Is there many women training at your gym? In my experience and travels some gyms have a dedicated strategy to develop a strong female membership while other gyms have few if any women training.
Having a mixed gym is healthy and having a diverse team makes BJJ a family sport which is the way it should be. Personally I want my daughter, sister, and female friends to have the option to train Jiu-Jitsu and have the same amazing experiences as me.
However there are more barriers to entry for women when compared to men. BJJ gyms can often be very macho places and it can be intimidating for women to start training, especially if they do not already know any other members or if there are no other women on the team already.
So here are some suggestions on how to make your gym more female friendly:
Give ladies their own space
At the gym I was at previously, the men got changed in a dedicated changing room which included lockers, showers, and a separate toilet. Meanwhile the women had to change in a small toilet that was shared with the adjoining gym. Having a lack of space is a legitimate problem and it is hard to justify a large investment if only a few of your members are female. However, how do you expect to attract more women if they have to share a cramped toilet as a changing room?
Academies should make the investment now so that they can grow their female membership in the future. Providing a decent space to change should be the first step.
Female only training class
Many women prefer to train and spar with women for a number of different reasons.
Women are physically different than men. They do not have the same level of strength and are generally smaller in stature. Training with people the same size and strength allows you to practice techniques safely and also allows you to compare yourself to your peers.
For many women, rolling and having such close contact with guys that you do not know can be a very intimidating experience. It is a scary experience for any new member but it is particularly difficult for many potential new female members who are put off joining as a result.

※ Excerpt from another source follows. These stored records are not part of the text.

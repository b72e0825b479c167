//! Mediasquare bidder wire format.

use serde::{Deserialize, Serialize};

use crate::types::{lenient_f64, lenient_option, lenient_string, lenient_u32, MediaTypes};

// ============================================================================
// Auction request
// ============================================================================

/// One entry per ad unit in the auction payload.
#[derive(Debug, Clone, Serialize, Deserialize, PartialEq)]
pub struct CodeEntry {
    #[serde(skip_serializing_if = "Option::is_none")]
    pub owner: Option<String>,

    #[serde(skip_serializing_if = "Option::is_none")]
    pub code: Option<String>,

    /// Ad unit code of the slot
    pub adunit: String,

    #[serde(rename = "bidId")]
    pub bid_id: String,

    #[serde(rename = "auctionId")]
    pub auction_id: String,

    #[serde(rename = "transactionId", skip_serializing_if = "Option::is_none")]
    pub transaction_id: Option<String>,

    pub mediatypes: MediaTypes,
}

/// Consent block forwarded to the bidder.
#[derive(Debug, Clone, Serialize, Deserialize, PartialEq, Eq)]
pub struct GdprPayload {
    #[serde(skip_serializing_if = "Option::is_none")]
    pub consent_string: Option<String>,

    #[serde(skip_serializing_if = "Option::is_none")]
    pub consent_required: Option<bool>,
}

/// Body of the POST to the auction endpoint.
#[derive(Debug, Clone, Serialize, Deserialize, PartialEq)]
pub struct OutboundPayload {
    pub codes: Vec<CodeEntry>,

    /// Percent-encoded page URL
    pub referer: String,

    #[serde(skip_serializing_if = "Option::is_none")]
    pub gdpr: Option<GdprPayload>,

    /// Only ever `Some(true)`; omitted otherwise.
    #[serde(skip_serializing_if = "Option::is_none")]
    pub debug: Option<bool>,
}

// ============================================================================
// Auction response
// ============================================================================

/// A single bid returned by the bidder.
///
/// Every field is optional and read leniently: numbers may arrive as
/// strings, integers as integral floats, and a value of the wrong type is
/// treated as absent rather than rejecting the bid.
#[derive(Debug, Clone, Default, Serialize, Deserialize, PartialEq)]
pub struct VendorBid {
    #[serde(
        default,
        deserialize_with = "lenient_string",
        skip_serializing_if = "Option::is_none"
    )]
    pub bid_id: Option<String>,

    #[serde(
        default,
        deserialize_with = "lenient_f64",
        skip_serializing_if = "Option::is_none"
    )]
    pub cpm: Option<f64>,

    #[serde(
        default,
        deserialize_with = "lenient_u32",
        skip_serializing_if = "Option::is_none"
    )]
    pub width: Option<u32>,

    #[serde(
        default,
        deserialize_with = "lenient_u32",
        skip_serializing_if = "Option::is_none"
    )]
    pub height: Option<u32>,

    #[serde(
        default,
        deserialize_with = "lenient_string",
        skip_serializing_if = "Option::is_none"
    )]
    pub creative_id: Option<String>,

    #[serde(
        default,
        deserialize_with = "lenient_string",
        skip_serializing_if = "Option::is_none"
    )]
    pub currency: Option<String>,

    #[serde(
        default,
        deserialize_with = "lenient_option",
        skip_serializing_if = "Option::is_none"
    )]
    pub net_revenue: Option<bool>,

    /// Time to live in seconds
    #[serde(
        default,
        deserialize_with = "lenient_u32",
        skip_serializing_if = "Option::is_none"
    )]
    pub ttl: Option<u32>,

    /// Creative markup
    #[serde(
        default,
        deserialize_with = "lenient_string",
        skip_serializing_if = "Option::is_none"
    )]
    pub ad: Option<String>,

    /// Mediasquare internal bidder that won the slot
    #[serde(
        default,
        deserialize_with = "lenient_string",
        skip_serializing_if = "Option::is_none"
    )]
    pub bidder: Option<String>,

    /// Mediasquare placement code
    #[serde(
        default,
        deserialize_with = "lenient_string",
        skip_serializing_if = "Option::is_none"
    )]
    pub code: Option<String>,

    #[serde(
        default,
        deserialize_with = "lenient_string",
        skip_serializing_if = "Option::is_none"
    )]
    pub deal_id: Option<String>,
}

#[cfg(test)]
mod tests {
    use super::*;
    use serde_json::json;

    #[test]
    fn test_payload_omits_absent_optionals() {
        let payload = OutboundPayload {
            codes: vec![CodeEntry {
                owner: Some("test".to_string()),
                code: None,
                adunit: "banner-div".to_string(),
                bid_id: "aaaa1234".to_string(),
                auction_id: "bbbb1234".to_string(),
                transaction_id: None,
                mediatypes: MediaTypes::default(),
            }],
            referer: "https%3A%2F%2Fexample.com".to_string(),
            gdpr: None,
            debug: None,
        };

        assert_eq!(
            serde_json::to_value(&payload).expect("should serialize"),
            json!({
                "codes": [{
                    "owner": "test",
                    "adunit": "banner-div",
                    "bidId": "aaaa1234",
                    "auctionId": "bbbb1234",
                    "mediatypes": {}
                }],
                "referer": "https%3A%2F%2Fexample.com"
            })
        );
    }

    #[test]
    fn test_vendor_bid_accepts_numeric_identifiers() {
        let bid: VendorBid = serde_json::from_value(json!({
            "bid_id": "aaaa1234",
            "cpm": 22.0,
            "width": 300,
            "height": 250,
            "creative_id": 1234,
            "currency": "EUR",
            "net_revenue": true,
            "ttl": 300,
            "ad": "<div>ad</div>",
            "bidder": "msqClassic",
            "code": "test/publishername_atf_desktop_rg_pave",
            "deal_id": 98765
        }))
        .expect("should deserialize vendor bid");

        assert_eq!(bid.creative_id.as_deref(), Some("1234"));
        assert_eq!(bid.deal_id.as_deref(), Some("98765"));
        assert_eq!(bid.cpm, Some(22.0));
        assert_eq!(bid.ttl, Some(300));
    }

    #[test]
    fn test_vendor_bid_accepts_float_and_string_numbers() {
        let bid: VendorBid = serde_json::from_value(json!({
            "bid_id": "aaaa1234",
            "cpm": "1.20",
            "width": 300.0,
            "height": "250",
            "ttl": 300.0
        }))
        .expect("should deserialize vendor bid");

        assert_eq!(bid.cpm, Some(1.2));
        assert_eq!(bid.width, Some(300));
        assert_eq!(bid.height, Some(250));
        assert_eq!(bid.ttl, Some(300));
    }

    #[test]
    fn test_vendor_bid_wrong_types_are_absent() {
        let bid: VendorBid = serde_json::from_value(json!({
            "bid_id": "aaaa1234",
            "cpm": "free",
            "width": 300.5,
            "height": -250,
            "currency": ["EUR"],
            "net_revenue": "yes",
            "ad": null
        }))
        .expect("should deserialize vendor bid");

        assert_eq!(
            bid,
            VendorBid {
                bid_id: Some("aaaa1234".to_string()),
                ..VendorBid::default()
            }
        );
    }
}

One solution to these issues is the addition of a women’s only BJJ class to the timetable. Having a female only class will also encourage more women to join. Once they have joined and gain confidence in their ability they then have the option of joining a mixed class.
Look out and support the women
If girls are getting smashed in every roll by their physically stronger and much heavier training opponents they will be more likely to quit. As training partners we need to look out for anyone (including women) who are consistently getting a hard time off stronger and bigger opponents. Getting constantly smashed does not lend itself to a healthy learning environment for anyone.
Looking out for and supporting our female training partners does not mean going easy or letting them win. Instead it means rolling in a way that ensures that you are both learning. This skill is often difficult for white belts to comprehend as they are usually unaware of their power and how to use it safely. To combat this, higher grade belts and experienced members should keep an eye out for ladies and anyone else constantly getting a hard time.
Develop a kids team with 50/50 boys & girls
One of the easiest way to attract women is to get them to join as kids and encourage them to keep training. Parents are generally happy to sign kids up for martial arts regardless of gender. BJJ is excellent for developing kids confidence and also gives them a base level of self defense which is useful for both both boys and girls.
One of the biggest challenges for any gym is to retain these kids as they get older. Research shows that teenage girls are more likely to quit sport than boys so it is important to work hard to retain the girls in order to see them progress into the senior classes.